Fungible Fractions DO

Contract Explanation

Let's start with how this Data Object handles the information associated with a fungible token functionality. In the next piece of code, you'll find the DataPoint storage structure that saves the reference to it's DataIndex, its content and more data associated specifically with a user.

    /**
* @notice Data structure to store DataPoint data
* @param dataIndexImplementation The DataIndex implementation set for the DataPoint
* @param dpData The DataPoint data
* @param dataIndexData Mapping of diid to user data
*/
struct DataPointStorage {
IDataIndex dataIndexImplementation;
DpData dpData;
mapping(bytes32 diid => DiidData) diidData;
}

The variable diidData is a user-specific storage whose identifier can be retrieved with the method _diid() and retrieves the user Id from the Data Index implementation of the DataPoint.

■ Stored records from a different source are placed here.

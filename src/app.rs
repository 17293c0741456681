//! Page session: location, router, menus and content loader wired together
//!
//! The location fragment is the only navigation signal. Every change runs
//! the router (skeleton first, then content) and re-renders the menus
//! against the same current route.

use crate::config::SiteConfig;
use crate::content::{ContentLoader, Fetcher};
use crate::error::RouterError;
use crate::model::{RouteTable, SiteStructure};
use crate::navigation::{Menus, Navigation, SiteNavigation};
use crate::router::{populate, PageRouter, Router, SiteRouter};
use crate::surface::Surface;

/// Holder of the location hash
#[derive(Debug, Clone, Default, PartialEq, Eq)]
pub struct Location {
    hash: String,
}

impl Location {
    pub fn new(hash: &str) -> Self {
        Self {
            hash: hash.to_string(),
        }
    }

    /// Current hash, `#` included when non-empty
    pub fn hash(&self) -> &str {
        &self.hash
    }

    /// Set the fragment; an empty path clears the hash
    pub fn navigate(&mut self, path: &str) {
        let path = path.strip_prefix('#').unwrap_or(path);
        self.hash = if path.is_empty() {
            String::new()
        } else {
            format!("#{}", path)
        };
    }
}

/// A single page session
pub struct App<R, N, F> {
    router: R,
    menus: N,
    loader: ContentLoader<F>,
    location: Location,
}

/// Session driven by the site structure tree
pub type SiteApp<F> = App<SiteRouter, SiteNavigation, F>;

/// Session driven by the flat route table
pub type RouteApp<F> = App<Router, Navigation, F>;

impl<F: Fetcher> SiteApp<F> {
    pub fn for_structure(
        structure: SiteStructure,
        config: &SiteConfig,
        fetcher: F,
    ) -> Result<Self, RouterError> {
        let menus = SiteNavigation::new(structure.clone(), &config.labels);
        let router = SiteRouter::new(structure, config)?;
        Ok(App::new(router, menus, ContentLoader::new(fetcher, config)))
    }
}

impl<F: Fetcher> RouteApp<F> {
    pub fn for_routes(
        table: RouteTable,
        config: &SiteConfig,
        fetcher: F,
    ) -> Result<Self, RouterError> {
        let router = Router::new(table, config)?;
        let menus = router.navigation().clone();
        Ok(App::new(router, menus, ContentLoader::new(fetcher, config)))
    }
}

impl<R, N, F> App<R, N, F>
where
    R: PageRouter,
    N: Menus,
    F: Fetcher,
{
    pub fn new(router: R, menus: N, loader: ContentLoader<F>) -> Self {
        Self {
            router,
            menus,
            loader,
            location: Location::default(),
        }
    }

    pub fn router(&self) -> &R {
        &self.router
    }

    pub fn loader(&self) -> &ContentLoader<F> {
        &self.loader
    }

    pub fn location(&self) -> &Location {
        &self.location
    }

    pub fn current_route(&self) -> &str {
        self.router.current_route()
    }

    /// Handle the current location: skeleton, menus, then content
    pub async fn on_fragment_change<S: Surface>(&mut self, surface: &mut S) -> Result<(), RouterError> {
        let ticket = self.router.begin_navigation(self.location.hash(), surface)?;
        self.menus.render_menus(surface, self.router.current_route());

        let written = populate(self.router.state(), &ticket, surface, &self.loader).await;
        tracing::debug!(
            "Rendered {} ({} of {} slots filled)",
            ticket.route,
            written,
            ticket.slots.len()
        );
        Ok(())
    }

    /// Set the fragment and handle it
    pub async fn navigate<S: Surface>(&mut self, path: &str, surface: &mut S) -> Result<(), RouterError> {
        self.location.navigate(path);
        self.on_fragment_change(surface).await
    }

    /// Follow a link the way an intercepted click would; returns whether
    /// the location changed
    pub async fn click<S: Surface>(&mut self, href: &str, surface: &mut S) -> Result<bool, RouterError> {
        match self.menus.click_target(href) {
            Some(fragment) => {
                self.navigate(&fragment, surface).await?;
                Ok(true)
            }
            None => Ok(false),
        }
    }
}
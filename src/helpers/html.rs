//! HTML helper functions

use crate::model::ROOT;

/// Escape HTML special characters
///
/// Every piece of content-derived text goes through this before it is
/// interpolated into markup, attributes included.
pub fn html_escape(s: &str) -> String {
    let mut out = String::with_capacity(s.len());
    for c in s.chars() {
        match c {
            '&' => out.push_str("&amp;"),
            '<' => out.push_str("&lt;"),
            '>' => out.push_str("&gt;"),
            '"' => out.push_str("&quot;"),
            '\'' => out.push_str("&#39;"),
            _ => out.push(c),
        }
    }
    out
}

/// Href for a route: the root maps to a bare `#`
///
/// # Examples
/// ```
/// use hashsite::helpers::fragment_href;
/// assert_eq!(fragment_href("/"), "#");
/// assert_eq!(fragment_href("/kb"), "#/kb");
/// ```
pub fn fragment_href(path: &str) -> String {
    if path == ROOT {
        "#".to_string()
    } else {
        format!("#{}", path)
    }
}

/// Whether `path` should be highlighted while `current` is shown
///
/// Exact matches count, and so do descendants of hierarchical routes
/// (`/kb/terms` activates `/kb`). The root only matches itself.
pub fn is_route_active(current: &str, path: &str) -> bool {
    current == path || (path != ROOT && current.starts_with(&format!("{}/", path)))
}

/// Optional paragraph; omitted entirely when there is no text
pub fn paragraph(class: Option<&str>, text: Option<&str>) -> String {
    match text {
        Some(t) if !t.is_empty() => match class {
            Some(c) => format!(r#"<p class="{}">{}</p>"#, c, html_escape(t)),
            None => format!("<p>{}</p>", html_escape(t)),
        },
        _ => String::new(),
    }
}
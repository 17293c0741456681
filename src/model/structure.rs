//! Site structure tree (site-structure.json)
//!
//! The structure has two parts: a two-level menu and a page map keyed by
//! path. Menu entries reference pages by path, but nothing forces them to
//! exist; [`SiteStructure::validate`] reports the mismatches.

use anyhow::Result;
use indexmap::IndexMap;
use serde::{Deserialize, Serialize};
use std::fmt;
use std::fs;
use std::path::Path;

use super::ROOT;

/// Root document of site-structure.json
#[derive(Debug, Clone, Default, Serialize, Deserialize)]
pub struct SiteStructure {
    pub site: SiteInfo,
}

#[derive(Debug, Clone, Default, Serialize, Deserialize)]
#[serde(default)]
pub struct SiteInfo {
    pub name: String,
    pub menu: Vec<MenuItem>,
    pub pages: IndexMap<String, SitePage>,
}

/// Menu entry; only two levels are rendered
#[derive(Debug, Clone, PartialEq, Eq, Serialize, Deserialize)]
pub struct MenuItem {
    pub path: String,
    #[serde(default)]
    pub title: String,
    #[serde(default, skip_serializing_if = "Vec::is_empty")]
    pub submenu: Vec<MenuItem>,
}

impl MenuItem {
    pub fn new(path: impl Into<String>, title: impl Into<String>) -> Self {
        Self {
            path: path.into(),
            title: title.into(),
            submenu: Vec::new(),
        }
    }

    pub fn with_submenu(mut self, submenu: Vec<MenuItem>) -> Self {
        self.submenu = submenu;
        self
    }
}

/// Page type tag
#[derive(Debug, Clone, PartialEq, Eq, Serialize, Deserialize)]
#[serde(from = "String", into = "String")]
pub enum PageType {
    Home,
    Section,
    Subsection,
    Service,
    /// Any other tag, rendered with the generic renderer
    Other(String),
}

impl From<String> for PageType {
    fn from(s: String) -> Self {
        match s.as_str() {
            "home" => PageType::Home,
            "section" => PageType::Section,
            "subsection" => PageType::Subsection,
            "service" => PageType::Service,
            _ => PageType::Other(s),
        }
    }
}

impl From<PageType> for String {
    fn from(t: PageType) -> Self {
        match t {
            PageType::Home => "home".to_string(),
            PageType::Section => "section".to_string(),
            PageType::Subsection => "subsection".to_string(),
            PageType::Service => "service".to_string(),
            PageType::Other(s) => s,
        }
    }
}

impl Default for PageType {
    fn default() -> Self {
        PageType::Other(String::new())
    }
}

/// A block of the home page (hero, etc.)
#[derive(Debug, Clone, Default, PartialEq, Eq, Serialize, Deserialize)]
#[serde(default)]
pub struct PageSection {
    #[serde(rename = "type")]
    pub section_type: String,
    pub title: Option<String>,
    pub subtitle: Option<String>,
}

/// Page definition
#[derive(Debug, Clone, Default, PartialEq, Eq, Serialize, Deserialize)]
#[serde(default)]
pub struct SitePage {
    pub title: String,
    #[serde(rename = "type")]
    pub page_type: PageType,
    pub description: Option<String>,
    pub parent: Option<String>,
    pub sections: Vec<PageSection>,
}

impl SitePage {
    pub fn new(title: impl Into<String>, page_type: PageType) -> Self {
        Self {
            title: title.into(),
            page_type,
            ..Default::default()
        }
    }

    /// First section of the given type
    pub fn section(&self, section_type: &str) -> Option<&PageSection> {
        self.sections.iter().find(|s| s.section_type == section_type)
    }
}

/// Inconsistency between the menu and the page map
#[derive(Debug, Clone, PartialEq, Eq)]
pub enum StructureIssue {
    /// A menu or submenu entry points at a path with no page definition
    DanglingMenuEntry { path: String, title: String },
    /// A page names a parent that has no page definition
    DanglingParent { page: String, parent: String },
}

impl fmt::Display for StructureIssue {
    fn fmt(&self, f: &mut fmt::Formatter<'_>) -> fmt::Result {
        match self {
            StructureIssue::DanglingMenuEntry { path, title } => {
                write!(f, "menu entry {:?} ({}) has no page definition", title, path)
            }
            StructureIssue::DanglingParent { page, parent } => {
                write!(f, "page {} names unknown parent {}", page, parent)
            }
        }
    }
}

impl SiteStructure {
    /// Load the structure from a JSON file
    pub fn load<P: AsRef<Path>>(path: P) -> Result<Self> {
        let content = fs::read_to_string(path.as_ref())?;
        Self::from_json(&content)
    }

    pub fn from_json(json: &str) -> Result<Self> {
        Ok(serde_json::from_str(json)?)
    }

    pub fn name(&self) -> &str {
        &self.site.name
    }

    pub fn page(&self, path: &str) -> Option<&SitePage> {
        self.site.pages.get(path)
    }

    pub fn has_root(&self) -> bool {
        self.site.pages.contains_key(ROOT)
    }

    /// Top-level menu item with exactly this path
    pub fn menu_item(&self, path: &str) -> Option<&MenuItem> {
        self.site.menu.iter().find(|m| m.path == path)
    }

    /// Report menu entries and parents that do not resolve to a page
    pub fn validate(&self) -> Vec<StructureIssue> {
        let mut issues = Vec::new();

        for item in &self.site.menu {
            for entry in std::iter::once(item).chain(item.submenu.iter()) {
                if !self.site.pages.contains_key(&entry.path) {
                    issues.push(StructureIssue::DanglingMenuEntry {
                        path: entry.path.clone(),
                        title: entry.title.clone(),
                    });
                }
            }
        }

        for (path, page) in &self.site.pages {
            if let Some(parent) = &page.parent {
                if !self.site.pages.contains_key(parent) {
                    issues.push(StructureIssue::DanglingParent {
                        page: path.clone(),
                        parent: parent.clone(),
                    });
                }
            }
        }

        issues
    }
}
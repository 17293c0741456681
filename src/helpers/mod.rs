//! Markup helpers shared by the routers, navigation and content loader

mod date;
mod html;

pub use date::*;
pub use html::*;
//! Build the static output directory

use anyhow::{Context, Result};
use indexmap::IndexMap;
use std::fs;
use std::path::Path;
use tera::Tera;

use crate::error::BuildError;
use crate::Site;

/// Page written when the site has no layout of its own
const MINIMAL_INDEX: &str = r#"<!DOCTYPE html>
<html lang="{{ language }}">
<head>
  <meta charset="UTF-8">
  <meta name="viewport" content="width=device-width, initial-scale=1.0">
  <title>{{ title }}</title>
  <link rel="stylesheet" href="styles.css">
</head>
<body>
  <div class="container">
    <header>
      <h1>{{ title }}</h1>
      {% if description %}<p>{{ description }}</p>{% endif %}
    </header>
    <main>
      {% if routes_json %}<section id="routes">
        <h2>Routes</h2>
        <pre id="routes-data">{{ routes_json }}</pre>
      </section>{% endif %}
    </main>
  </div>
</body>
</html>
"#;

/// Which template produced index.html
#[derive(Debug, Clone, Copy, PartialEq, Eq)]
pub enum IndexSource {
    SiteLayout,
    IndexLayout,
    Minimal,
}

/// Build the site into the output directory
pub fn run(site: &Site) -> Result<()> {
    let start = std::time::Instant::now();
    tracing::info!("Building static site into {:?}", site.dist_dir);

    let artifacts = load_required(site)?;

    create_dir(&site.dist_dir)?;

    copy_styles(site)?;
    copy_data(site)?;
    copy_core(site)?;
    copy_structure(site)?;

    let source = write_index(site, &artifacts)?;
    tracing::info!("index.html generated ({:?})", source);

    tracing::info!("Built in {:.2}s", start.elapsed().as_secs_f64());
    Ok(())
}

/// Parsed JSON of the required data files, keyed by file name
type Artifacts = IndexMap<String, serde_json::Value>;

/// Check every required data file before touching the output; JSON files
/// are parsed so the index layout can embed them
fn load_required(site: &Site) -> Result<Artifacts, BuildError> {
    let mut artifacts = Artifacts::new();
    for name in &site.config.required_files {
        let path = site.data_dir.join(name);
        if !path.is_file() {
            return Err(BuildError::MissingArtifact(path));
        }
        if name.ends_with(".json") {
            artifacts.insert(name.clone(), load_required_json(&path)?);
        }
    }
    Ok(artifacts)
}

/// `routes.json` is substituted for `{{ROUTES}}`
fn placeholder(name: &str) -> String {
    let stem = Path::new(name)
        .file_stem()
        .map(|s| s.to_string_lossy().to_uppercase())
        .unwrap_or_default();
    format!("{{{{{}}}}}", stem)
}

fn load_required_json(path: &Path) -> Result<serde_json::Value, BuildError> {
    let content = match fs::read_to_string(path) {
        Ok(content) => content,
        Err(e) if e.kind() == std::io::ErrorKind::NotFound => {
            return Err(BuildError::MissingArtifact(path.to_path_buf()))
        }
        Err(e) => return Err(BuildError::Io(path.to_path_buf(), e)),
    };
    serde_json::from_str(&content).map_err(|e| BuildError::InvalidArtifact(path.to_path_buf(), e))
}

fn create_dir(dir: &Path) -> Result<(), BuildError> {
    fs::create_dir_all(dir).map_err(|e| BuildError::Io(dir.to_path_buf(), e))
}

/// Copy `src` to `dst` if it exists; returns whether it was copied
fn copy_if_exists(src: &Path, dst: &Path) -> Result<bool> {
    if !src.is_file() {
        tracing::debug!("Skipping missing {:?}", src);
        return Ok(false);
    }
    fs::copy(src, dst).with_context(|| format!("Failed to copy {:?} to {:?}", src, dst))?;
    Ok(true)
}

fn copy_styles(site: &Site) -> Result<()> {
    for (src, dst) in [("main.css", "styles.css"), ("site.css", "site.css")] {
        if copy_if_exists(&site.styles_dir.join(src), &site.dist_dir.join(dst))? {
            tracing::info!("Stylesheet copied: {}", dst);
        }
    }
    Ok(())
}

fn copy_data(site: &Site) -> Result<()> {
    let out = site.dist_dir.join("data");
    create_dir(&out)?;

    let mut copied = 0;
    for name in &site.config.data_files {
        if copy_if_exists(&site.data_dir.join(name), &out.join(name))? {
            copied += 1;
        }
    }
    tracing::info!("Data copied to {:?} ({} files)", out, copied);
    Ok(())
}

fn copy_core(site: &Site) -> Result<()> {
    if !site.core_dir.is_dir() {
        return Ok(());
    }

    let out = site.dist_dir.join("core");
    create_dir(&out)?;
    for name in &site.config.core_files {
        copy_if_exists(&site.core_dir.join(name), &out.join(name))?;
    }
    tracing::info!("Core scripts copied");
    Ok(())
}

fn copy_structure(site: &Site) -> Result<()> {
    if !site.config_dir.is_dir() {
        return Ok(());
    }

    let out = site.dist_dir.join("config");
    create_dir(&out)?;
    let name = &site.config.structure_file;
    if copy_if_exists(&site.config_dir.join(name), &out.join(name))? {
        tracing::info!("Site structure copied");
    }
    Ok(())
}

/// Write index.html from the first available source: the site layout
/// verbatim, the index layout with data substituted, or the built-in page
fn write_index(site: &Site, artifacts: &Artifacts) -> Result<IndexSource> {
    let out = site.dist_dir.join("index.html");

    let site_layout = site.layouts_dir.join("site.html");
    if copy_if_exists(&site_layout, &out)? {
        return Ok(IndexSource::SiteLayout);
    }

    let index_layout = site.layouts_dir.join("index.html");
    let (html, source) = if index_layout.is_file() {
        let mut html = fs::read_to_string(&index_layout)
            .with_context(|| format!("Failed to read {:?}", index_layout))?;
        for (name, value) in artifacts {
            let json = serde_json::to_string_pretty(value)?;
            html = html.replacen(&placeholder(name), &script_safe(&json), 1);
        }
        (html, IndexSource::IndexLayout)
    } else {
        let routes_json = match artifacts.get("routes.json") {
            Some(routes) => serde_json::to_string_pretty(routes)?,
            None => String::new(),
        };
        (render_minimal(site, &routes_json)?, IndexSource::Minimal)
    };

    fs::write(&out, html).with_context(|| format!("Failed to write {:?}", out))?;
    Ok(source)
}

/// JSON placed inside a `<script>` must not close the element early
fn script_safe(json: &str) -> String {
    json.replace("</", "<\\/")
}

fn render_minimal(site: &Site, routes_json: &str) -> Result<String, BuildError> {
    let mut context = tera::Context::new();
    context.insert("title", &site.config.title);
    context.insert("description", &site.config.description);
    context.insert("language", &site.config.language);
    context.insert("routes_json", routes_json);
    Ok(Tera::one_off(MINIMAL_INDEX, &context, true)?)
}

#[cfg(test)]
mod tests {
    use super::*;
    use tempfile::TempDir;

    fn write(path: &Path, content: &str) {
        fs::create_dir_all(path.parent().unwrap()).unwrap();
        fs::write(path, content).unwrap();
    }

    fn site_with_data() -> (TempDir, Site) {
        let dir = tempfile::tempdir().unwrap();
        let site = Site::new(dir.path()).unwrap();
        write(
            &site.data_dir.join("routes.json"),
            r#"{"routes":[{"path":"/","title":"Home </script>"}]}"#,
        );
        write(&site.data_dir.join("tokens.json"), r#"{"color":"red"}"#);
        (dir, site)
    }

    #[test]
    fn test_missing_required_file_aborts() {
        let dir = tempfile::tempdir().unwrap();
        let site = Site::new(dir.path()).unwrap();
        write(&site.data_dir.join("tokens.json"), "{}");

        let err = run(&site).unwrap_err();
        let build_err = err.downcast_ref::<BuildError>().unwrap();
        assert!(matches!(build_err, BuildError::MissingArtifact(p) if p.ends_with("routes.json")));
        assert!(!site.dist_dir.exists());
    }

    #[test]
    fn test_invalid_required_json_aborts() {
        let (_dir, site) = site_with_data();
        write(&site.data_dir.join("tokens.json"), "{not json");
        let err = run(&site).unwrap_err();
        assert!(matches!(
            err.downcast_ref::<BuildError>(),
            Some(BuildError::InvalidArtifact(..))
        ));
    }

    #[test]
    fn test_build_copies_assets() {
        let (_dir, site) = site_with_data();
        write(&site.data_dir.join("kb_glossary_lite.jsonl"), "{}\n");
        write(&site.styles_dir.join("main.css"), "body{}");
        write(&site.core_dir.join("router.js"), "// router");
        write(&site.config_dir.join("site-structure.json"), "{}");

        run(&site).unwrap();

        let dist = &site.dist_dir;
        assert_eq!(fs::read_to_string(dist.join("styles.css")).unwrap(), "body{}");
        assert!(!dist.join("site.css").exists());
        assert!(dist.join("data/kb_glossary_lite.jsonl").exists());
        assert!(dist.join("data/routes.json").exists());
        assert!(!dist.join("data/stories_digests.jsonl").exists());
        assert!(dist.join("core/router.js").exists());
        assert!(dist.join("config/site-structure.json").exists());
    }

    #[test]
    fn test_minimal_index_escapes_routes() {
        let (_dir, site) = site_with_data();
        run(&site).unwrap();

        let html = fs::read_to_string(site.dist_dir.join("index.html")).unwrap();
        assert!(html.contains("<pre id=\"routes-data\">"));
        assert!(html.contains("&lt;&#x2F;script&gt;") || html.contains("&lt;/script&gt;"));
        assert!(html.contains(&site.config.title.replace('&', "&amp;")));
    }

    #[test]
    fn test_index_layout_substitution() {
        let (_dir, site) = site_with_data();
        write(
            &site.layouts_dir.join("index.html"),
            "<script>const routes = {{ROUTES}}; const tokens = {{TOKENS}};</script>",
        );

        let artifacts = load_required(&site).unwrap();
        create_dir(&site.dist_dir).unwrap();
        assert_eq!(
            write_index(&site, &artifacts).unwrap(),
            IndexSource::IndexLayout
        );

        let html = fs::read_to_string(site.dist_dir.join("index.html")).unwrap();
        assert!(html.contains(r#""color": "red""#));
        assert!(html.contains(r"Home <\/script>"));
        assert!(!html.contains("{{ROUTES}}"));
    }

    #[test]
    fn test_site_layout_wins() {
        let (_dir, site) = site_with_data();
        write(&site.layouts_dir.join("site.html"), "<html>site</html>");
        write(&site.layouts_dir.join("index.html"), "<html>{{ROUTES}}</html>");
        run(&site).unwrap();
        assert_eq!(
            fs::read_to_string(site.dist_dir.join("index.html")).unwrap(),
            "<html>site</html>"
        );
    }

    #[test]
    fn test_placeholder_names() {
        assert_eq!(placeholder("routes.json"), "{{ROUTES}}");
        assert_eq!(placeholder("tokens.json"), "{{TOKENS}}");
    }

    #[test]
    fn test_required_files_follow_config() {
        let (_dir, mut site) = site_with_data();
        site.config.required_files = vec!["tokens.json".to_string()];
        fs::remove_file(site.data_dir.join("routes.json")).unwrap();
        write(
            &site.layouts_dir.join("index.html"),
            "<script>const tokens = {{TOKENS}}; const routes = {{ROUTES}};</script>",
        );

        run(&site).unwrap();
        let html = fs::read_to_string(site.dist_dir.join("index.html")).unwrap();
        assert!(html.contains(r#""color": "red""#));
        assert!(html.contains("{{ROUTES}}"));

        site.config.required_files.push("components.md".to_string());
        let err = run(&site).unwrap_err();
        assert!(matches!(
            err.downcast_ref::<BuildError>(),
            Some(BuildError::MissingArtifact(p)) if p.ends_with("components.md")
        ));
    }
}
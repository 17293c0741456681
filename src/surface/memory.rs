//! In-memory surface used by the render command and in tests

use indexmap::IndexMap;
use lazy_static::lazy_static;
use regex::Regex;

use super::Surface;

lazy_static! {
    static ref ID_ATTR: Regex = Regex::new(r#"\sid="([^"]+)""#).unwrap();
}

#[derive(Debug, Clone, Default)]
struct Container {
    html: String,
    /// Container whose markup declared this one; `None` for top-level slots
    parent: Option<String>,
}

/// Surface that keeps containers as strings
///
/// Markup written into a container is scanned for `id="..."` attributes and
/// every id found becomes a child container. Replacing a container drops all
/// of its descendants, so writes aimed at a page that has since been
/// replaced find nothing to write to.
#[derive(Debug, Clone, Default)]
pub struct MemorySurface {
    title: String,
    containers: IndexMap<String, Container>,
}

impl MemorySurface {
    /// Create a surface with the given top-level containers
    pub fn new(ids: &[&str]) -> Self {
        let containers = ids
            .iter()
            .map(|id| (id.to_string(), Container::default()))
            .collect();
        Self {
            title: String::new(),
            containers,
        }
    }

    pub fn title(&self) -> &str {
        &self.title
    }

    /// Raw markup of a container, without its children filled in
    pub fn content(&self, id: &str) -> Option<&str> {
        self.containers.get(id).map(|c| c.html.as_str())
    }

    /// Ids of all live containers, in creation order
    pub fn container_ids(&self) -> impl Iterator<Item = &str> {
        self.containers.keys().map(String::as_str)
    }

    /// Markup of a container with every child container's content inserted
    /// right after the child's opening tag
    pub fn compose(&self, id: &str) -> Option<String> {
        let mut html = self.containers.get(id)?.html.clone();

        for child in self.children_of(id) {
            let Some(inner) = self.compose(&child) else {
                continue;
            };
            if inner.is_empty() {
                continue;
            }
            let pattern = format!(r#"\sid="{}"[^>]*>"#, regex::escape(&child));
            let Ok(open_tag) = Regex::new(&pattern) else {
                continue;
            };
            if let Some(m) = open_tag.find(&html) {
                html.insert_str(m.end(), &inner);
            }
        }

        Some(html)
    }

    fn children_of(&self, id: &str) -> Vec<String> {
        self.containers
            .iter()
            .filter(|(_, c)| c.parent.as_deref() == Some(id))
            .map(|(k, _)| k.clone())
            .collect()
    }

    fn remove_descendants(&mut self, id: &str) {
        let mut stack = self.children_of(id);
        while let Some(child) = stack.pop() {
            stack.extend(self.children_of(&child));
            self.containers.shift_remove(&child);
        }
    }
}

impl Surface for MemorySurface {
    fn set_title(&mut self, title: &str) {
        self.title = title.to_string();
    }

    fn has_container(&self, id: &str) -> bool {
        self.containers.contains_key(id)
    }

    fn replace(&mut self, id: &str, html: String) -> bool {
        if !self.containers.contains_key(id) {
            tracing::trace!("Container {:?} not present, skipping write", id);
            return false;
        }

        self.remove_descendants(id);

        let declared: Vec<String> = ID_ATTR
            .captures_iter(&html)
            .map(|c| c[1].to_string())
            .filter(|child| child != id)
            .collect();

        if let Some(container) = self.containers.get_mut(id) {
            container.html = html;
        }

        for child in declared {
            if self.containers.contains_key(&child) {
                continue;
            }
            self.containers.insert(
                child,
                Container {
                    html: String::new(),
                    parent: Some(id.to_string()),
                },
            );
        }

        true
    }
}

Here you'd see DpData information generic to the token and DiidData specific to user balances.

struct DpData {
uint256 totalSupplyAll;
mapping(uint256 id => uint256 totalSupplyOfId) totalSupply;
}
// ...
struct DiidData {
EnumerableSet.UintSet ids;
mapping(uint256 id => uint256 value) balances;
}

Now, let's see how a Data Object and, in particular, the minimalistic fungible implementation handles a request that has been generated from the user and has passed through the Data Index.

It is the Data Index smart contract call the first to appear in this scenario, when it starts forwarding the write() operation coming from the Data Manager (f.e. ERC20FractionsDataManager).

    function write(DataPoint dp, bytes4 operation, bytes calldata data) external onlyDataIndex(dp) returns (bytes memory) {
return _dispatchWrite(dp, operation, data);
}

After going through the modifier, the internal method _dispatchWrite() will decode the operation using the standard interface for fungible operations.

    function _dispatchWrite(DataPoint dp, bytes4 operation, bytes calldata data) internal virtual returns (bytes memory) {
if (operation == IFungibleFractionsOperations.transferFrom.selector) {
(address from, address to, uint256 id, uint256 value) = abi.decode(data, (address, address, uint256, uint256));
_transferFrom(dp, from, to, id, value);
return "";
}
}

Here comes the storage modification step. If you remember past mentions in this section to _diid() you can guess these methods and _diidData() will help retrieve specific user information of this request, in this case the balance of the (ERC1155 token) id.

    function _transferFrom(DataPoint dp, address from, address to, uint256 id, uint256 value) internal virtual {
bytes32 diidFrom = _diid(dp, from);
bytes32 diidTo = _diid(dp, to);
DiidData storage diiddFrom = _diidData(dp, diidFrom);
DiidData storage diiddTo = _diidData(dp, diidTo);
_decreaseBalance(diiddFrom, id, value, dp, diidFrom);
_increaseBalance(diiddTo, id, value, dp, diidTo);
}

Finally, _decreaseBalance() and _increaseBalance() will update balances associated with the origin and destination of the transfer function. Any other Data Manager (ERC20, ERC1155, etc) will access to this updated user information on the next read() operation.